:: INFORMATION ::

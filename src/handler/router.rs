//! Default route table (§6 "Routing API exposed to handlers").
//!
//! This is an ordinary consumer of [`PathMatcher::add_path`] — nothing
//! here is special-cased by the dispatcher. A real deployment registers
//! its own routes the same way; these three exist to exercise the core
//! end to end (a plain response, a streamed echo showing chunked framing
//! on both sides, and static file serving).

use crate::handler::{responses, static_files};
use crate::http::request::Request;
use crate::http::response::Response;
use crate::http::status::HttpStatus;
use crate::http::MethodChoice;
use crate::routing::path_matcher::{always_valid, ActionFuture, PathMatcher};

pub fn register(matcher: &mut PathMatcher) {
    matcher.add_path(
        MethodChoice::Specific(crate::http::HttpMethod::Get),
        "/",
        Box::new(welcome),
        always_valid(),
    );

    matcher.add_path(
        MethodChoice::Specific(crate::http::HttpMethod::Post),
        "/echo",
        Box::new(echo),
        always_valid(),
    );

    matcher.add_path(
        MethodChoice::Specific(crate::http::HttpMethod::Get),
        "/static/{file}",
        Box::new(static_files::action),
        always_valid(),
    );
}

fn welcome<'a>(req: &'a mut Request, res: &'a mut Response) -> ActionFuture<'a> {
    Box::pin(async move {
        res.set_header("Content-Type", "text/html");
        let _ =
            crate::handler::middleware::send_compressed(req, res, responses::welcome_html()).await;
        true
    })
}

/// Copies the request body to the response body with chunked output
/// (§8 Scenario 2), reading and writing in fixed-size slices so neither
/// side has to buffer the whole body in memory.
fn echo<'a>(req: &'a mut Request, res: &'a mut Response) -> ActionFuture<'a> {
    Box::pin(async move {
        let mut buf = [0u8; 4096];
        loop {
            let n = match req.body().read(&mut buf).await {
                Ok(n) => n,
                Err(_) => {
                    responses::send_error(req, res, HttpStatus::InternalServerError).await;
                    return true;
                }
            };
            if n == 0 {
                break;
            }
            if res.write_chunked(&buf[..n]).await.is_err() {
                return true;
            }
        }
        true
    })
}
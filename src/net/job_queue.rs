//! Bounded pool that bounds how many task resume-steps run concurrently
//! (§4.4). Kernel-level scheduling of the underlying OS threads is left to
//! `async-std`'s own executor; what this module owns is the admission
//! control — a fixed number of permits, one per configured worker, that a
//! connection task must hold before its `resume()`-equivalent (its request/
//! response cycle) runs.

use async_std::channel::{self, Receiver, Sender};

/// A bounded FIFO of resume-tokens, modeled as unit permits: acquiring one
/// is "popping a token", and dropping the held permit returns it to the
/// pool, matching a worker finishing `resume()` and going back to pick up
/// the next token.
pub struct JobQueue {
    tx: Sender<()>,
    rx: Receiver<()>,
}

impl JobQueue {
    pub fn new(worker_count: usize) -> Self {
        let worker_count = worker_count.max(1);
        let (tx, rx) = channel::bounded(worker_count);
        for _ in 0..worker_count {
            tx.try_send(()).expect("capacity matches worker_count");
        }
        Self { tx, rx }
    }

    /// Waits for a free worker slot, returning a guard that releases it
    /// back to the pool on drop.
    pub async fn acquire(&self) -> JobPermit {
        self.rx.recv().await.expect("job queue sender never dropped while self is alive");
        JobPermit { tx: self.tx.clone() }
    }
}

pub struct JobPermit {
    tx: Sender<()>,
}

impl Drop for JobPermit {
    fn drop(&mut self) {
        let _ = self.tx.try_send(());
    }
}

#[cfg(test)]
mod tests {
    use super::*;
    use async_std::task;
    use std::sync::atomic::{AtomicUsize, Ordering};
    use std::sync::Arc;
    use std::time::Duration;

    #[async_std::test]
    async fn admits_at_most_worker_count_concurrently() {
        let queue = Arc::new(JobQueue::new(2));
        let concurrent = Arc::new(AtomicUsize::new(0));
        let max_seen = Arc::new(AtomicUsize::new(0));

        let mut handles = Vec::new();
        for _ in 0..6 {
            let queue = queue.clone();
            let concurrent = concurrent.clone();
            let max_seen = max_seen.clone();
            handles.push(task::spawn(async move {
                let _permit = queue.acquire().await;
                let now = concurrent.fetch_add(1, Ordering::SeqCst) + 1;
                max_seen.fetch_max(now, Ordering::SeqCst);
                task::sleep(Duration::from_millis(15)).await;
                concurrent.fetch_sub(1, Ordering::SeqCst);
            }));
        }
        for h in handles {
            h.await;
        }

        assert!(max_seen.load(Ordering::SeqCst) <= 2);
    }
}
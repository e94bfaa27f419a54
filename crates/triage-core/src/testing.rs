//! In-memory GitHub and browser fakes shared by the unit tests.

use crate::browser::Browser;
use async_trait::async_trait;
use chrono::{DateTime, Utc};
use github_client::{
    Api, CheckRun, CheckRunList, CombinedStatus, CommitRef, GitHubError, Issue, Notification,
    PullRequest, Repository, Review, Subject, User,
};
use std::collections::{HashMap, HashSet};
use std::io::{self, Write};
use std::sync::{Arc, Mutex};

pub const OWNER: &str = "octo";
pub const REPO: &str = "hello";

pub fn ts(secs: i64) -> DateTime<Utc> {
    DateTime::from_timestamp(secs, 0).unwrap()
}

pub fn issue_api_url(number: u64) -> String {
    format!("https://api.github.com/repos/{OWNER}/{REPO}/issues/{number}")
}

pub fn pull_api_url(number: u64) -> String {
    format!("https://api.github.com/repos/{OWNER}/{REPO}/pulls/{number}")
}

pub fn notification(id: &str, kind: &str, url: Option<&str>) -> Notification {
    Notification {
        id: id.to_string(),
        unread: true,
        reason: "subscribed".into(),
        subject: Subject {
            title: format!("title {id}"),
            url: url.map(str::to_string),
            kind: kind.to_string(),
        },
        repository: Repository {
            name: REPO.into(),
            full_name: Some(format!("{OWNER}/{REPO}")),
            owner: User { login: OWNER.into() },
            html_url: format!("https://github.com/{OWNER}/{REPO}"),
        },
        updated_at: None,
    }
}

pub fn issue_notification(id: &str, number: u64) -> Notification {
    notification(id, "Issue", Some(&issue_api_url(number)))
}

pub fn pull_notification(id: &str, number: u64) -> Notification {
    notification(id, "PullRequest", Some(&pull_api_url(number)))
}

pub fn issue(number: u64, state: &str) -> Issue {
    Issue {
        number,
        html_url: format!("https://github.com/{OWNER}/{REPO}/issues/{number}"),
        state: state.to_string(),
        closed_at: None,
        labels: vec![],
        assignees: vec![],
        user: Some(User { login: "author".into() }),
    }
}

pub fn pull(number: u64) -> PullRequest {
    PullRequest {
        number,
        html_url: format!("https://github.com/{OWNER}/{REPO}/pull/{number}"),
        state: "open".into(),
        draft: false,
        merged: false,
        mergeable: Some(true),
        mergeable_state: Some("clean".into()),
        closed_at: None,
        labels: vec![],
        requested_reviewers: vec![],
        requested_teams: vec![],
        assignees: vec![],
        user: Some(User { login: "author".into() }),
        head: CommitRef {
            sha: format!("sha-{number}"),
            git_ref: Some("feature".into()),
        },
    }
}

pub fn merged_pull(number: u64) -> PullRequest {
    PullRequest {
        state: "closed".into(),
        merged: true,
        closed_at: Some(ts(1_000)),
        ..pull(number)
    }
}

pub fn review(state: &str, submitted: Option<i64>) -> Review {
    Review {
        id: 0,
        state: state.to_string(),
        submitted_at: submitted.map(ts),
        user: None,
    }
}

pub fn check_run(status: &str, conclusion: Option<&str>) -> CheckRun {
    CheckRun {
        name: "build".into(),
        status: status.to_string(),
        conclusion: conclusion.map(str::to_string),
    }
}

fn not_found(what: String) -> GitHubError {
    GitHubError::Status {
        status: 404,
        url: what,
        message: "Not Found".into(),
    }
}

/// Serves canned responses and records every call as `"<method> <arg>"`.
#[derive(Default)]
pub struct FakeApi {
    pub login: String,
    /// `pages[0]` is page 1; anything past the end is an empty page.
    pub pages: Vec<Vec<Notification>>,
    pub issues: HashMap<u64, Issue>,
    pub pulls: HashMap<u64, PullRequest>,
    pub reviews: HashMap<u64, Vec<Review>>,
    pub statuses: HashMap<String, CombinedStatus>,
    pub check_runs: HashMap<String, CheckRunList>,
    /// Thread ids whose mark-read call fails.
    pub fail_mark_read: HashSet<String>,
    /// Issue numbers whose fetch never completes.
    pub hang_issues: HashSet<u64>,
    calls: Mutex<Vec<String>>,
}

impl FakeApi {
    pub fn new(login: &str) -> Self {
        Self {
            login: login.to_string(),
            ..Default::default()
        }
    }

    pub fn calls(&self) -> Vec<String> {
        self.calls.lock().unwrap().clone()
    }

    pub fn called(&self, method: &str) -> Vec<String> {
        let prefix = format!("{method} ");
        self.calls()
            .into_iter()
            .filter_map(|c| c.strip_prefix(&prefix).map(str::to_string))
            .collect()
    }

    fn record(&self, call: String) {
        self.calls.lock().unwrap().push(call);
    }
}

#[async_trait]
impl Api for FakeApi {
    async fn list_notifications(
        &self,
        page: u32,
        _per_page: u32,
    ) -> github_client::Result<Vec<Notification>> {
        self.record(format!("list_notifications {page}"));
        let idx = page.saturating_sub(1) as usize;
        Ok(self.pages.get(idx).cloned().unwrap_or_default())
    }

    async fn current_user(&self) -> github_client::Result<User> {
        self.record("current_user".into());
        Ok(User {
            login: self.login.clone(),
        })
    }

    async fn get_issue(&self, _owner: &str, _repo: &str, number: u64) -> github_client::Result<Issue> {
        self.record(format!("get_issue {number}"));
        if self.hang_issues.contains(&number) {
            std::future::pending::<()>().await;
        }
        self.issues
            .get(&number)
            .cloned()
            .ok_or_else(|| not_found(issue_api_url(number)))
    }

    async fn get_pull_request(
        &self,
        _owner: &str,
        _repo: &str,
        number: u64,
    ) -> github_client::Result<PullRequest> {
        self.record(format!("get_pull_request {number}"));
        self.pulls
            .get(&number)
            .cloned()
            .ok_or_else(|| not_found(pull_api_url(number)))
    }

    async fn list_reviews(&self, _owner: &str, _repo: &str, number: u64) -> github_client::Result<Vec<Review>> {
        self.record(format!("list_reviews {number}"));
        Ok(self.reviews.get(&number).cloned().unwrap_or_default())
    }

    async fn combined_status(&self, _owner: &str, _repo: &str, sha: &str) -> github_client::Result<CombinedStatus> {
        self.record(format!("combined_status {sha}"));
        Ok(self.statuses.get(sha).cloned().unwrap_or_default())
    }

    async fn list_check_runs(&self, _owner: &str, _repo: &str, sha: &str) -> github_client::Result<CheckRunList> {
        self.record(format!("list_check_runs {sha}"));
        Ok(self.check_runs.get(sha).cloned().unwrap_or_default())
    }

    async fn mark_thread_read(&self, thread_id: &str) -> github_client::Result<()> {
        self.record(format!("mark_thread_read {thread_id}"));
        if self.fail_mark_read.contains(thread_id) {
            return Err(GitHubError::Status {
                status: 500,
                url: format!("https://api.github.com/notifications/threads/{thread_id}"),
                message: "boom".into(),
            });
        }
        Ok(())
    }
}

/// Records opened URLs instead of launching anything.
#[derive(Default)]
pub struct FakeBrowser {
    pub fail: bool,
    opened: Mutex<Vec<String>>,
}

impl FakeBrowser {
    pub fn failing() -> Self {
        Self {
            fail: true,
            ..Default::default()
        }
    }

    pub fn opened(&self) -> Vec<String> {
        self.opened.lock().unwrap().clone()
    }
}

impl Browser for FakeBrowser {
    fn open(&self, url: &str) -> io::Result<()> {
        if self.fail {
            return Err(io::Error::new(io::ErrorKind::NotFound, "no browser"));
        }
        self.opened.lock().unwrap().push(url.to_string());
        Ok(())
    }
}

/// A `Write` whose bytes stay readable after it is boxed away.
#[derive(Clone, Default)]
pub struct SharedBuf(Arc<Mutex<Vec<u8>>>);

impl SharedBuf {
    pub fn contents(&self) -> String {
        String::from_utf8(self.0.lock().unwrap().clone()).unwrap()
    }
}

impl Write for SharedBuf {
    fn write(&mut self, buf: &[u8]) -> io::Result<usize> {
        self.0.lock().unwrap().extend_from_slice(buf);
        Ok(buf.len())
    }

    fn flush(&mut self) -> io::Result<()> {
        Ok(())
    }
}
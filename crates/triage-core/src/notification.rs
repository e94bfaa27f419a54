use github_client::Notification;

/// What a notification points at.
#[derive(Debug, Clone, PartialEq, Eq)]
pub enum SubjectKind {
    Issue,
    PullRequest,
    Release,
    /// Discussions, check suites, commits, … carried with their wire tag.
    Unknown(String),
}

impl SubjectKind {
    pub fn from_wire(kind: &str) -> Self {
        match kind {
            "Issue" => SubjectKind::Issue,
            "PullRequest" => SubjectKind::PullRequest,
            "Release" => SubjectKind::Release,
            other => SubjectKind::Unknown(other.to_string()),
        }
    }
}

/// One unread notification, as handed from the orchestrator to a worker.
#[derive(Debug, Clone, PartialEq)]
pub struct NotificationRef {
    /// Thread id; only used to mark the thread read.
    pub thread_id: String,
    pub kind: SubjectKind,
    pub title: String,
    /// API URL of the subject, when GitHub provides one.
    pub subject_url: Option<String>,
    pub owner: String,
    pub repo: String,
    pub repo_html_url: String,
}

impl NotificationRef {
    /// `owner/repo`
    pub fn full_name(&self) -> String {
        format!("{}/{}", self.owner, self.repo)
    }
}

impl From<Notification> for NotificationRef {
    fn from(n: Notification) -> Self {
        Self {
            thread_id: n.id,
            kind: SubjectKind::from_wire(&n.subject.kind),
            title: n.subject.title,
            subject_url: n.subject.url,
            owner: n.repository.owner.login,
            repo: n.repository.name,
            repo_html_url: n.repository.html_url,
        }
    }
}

:::

**ASSIGNMENT**
What are the lines above, starting at the one with "let mut handles = Vec::new();" and ending at the one with "pub const OWNER: &str"? Give them again exactly, and only them.

**EXERCISE ANSWER**
        let mut handles = Vec::new();
        for _ in 0..6 {
            let queue = queue.clone();
            let concurrent = concurrent.clone();
            let max_seen = max_seen.clone();
            handles.push(task::spawn(async move {
                let _permit = queue.acquire().await;
                let now = concurrent.fetch_add(1, Ordering::SeqCst) + 1;
                max_seen.fetch_max(now, Ordering::SeqCst);
                task::sleep(Duration::from_millis(15)).await;
                concurrent.fetch_sub(1, Ordering::SeqCst);
            }));
        }
        for h in handles {
            h.await;
        }

        assert!(max_seen.load(Ordering::SeqCst) <= 2);
    }
}
repository e94bfaa27f419a54
filename crates/triage-core/src/testing.rs
//! In-memory GitHub and browser fakes shared by the unit tests.

use crate::browser::Browser;
use async_trait::async_trait;
use chrono::{DateTime, Utc};
use github_client::{
    Api, CheckRun, CheckRunList, CombinedStatus, CommitRef, GitHubError, Issue, Notification,
    PullRequest, Repository, Review, Subject, User,
};
use std::collections::{HashMap, HashSet};
use std::io::{self, Write};
use std::sync::{Arc, Mutex};

pub const OWNER: &str = "octo";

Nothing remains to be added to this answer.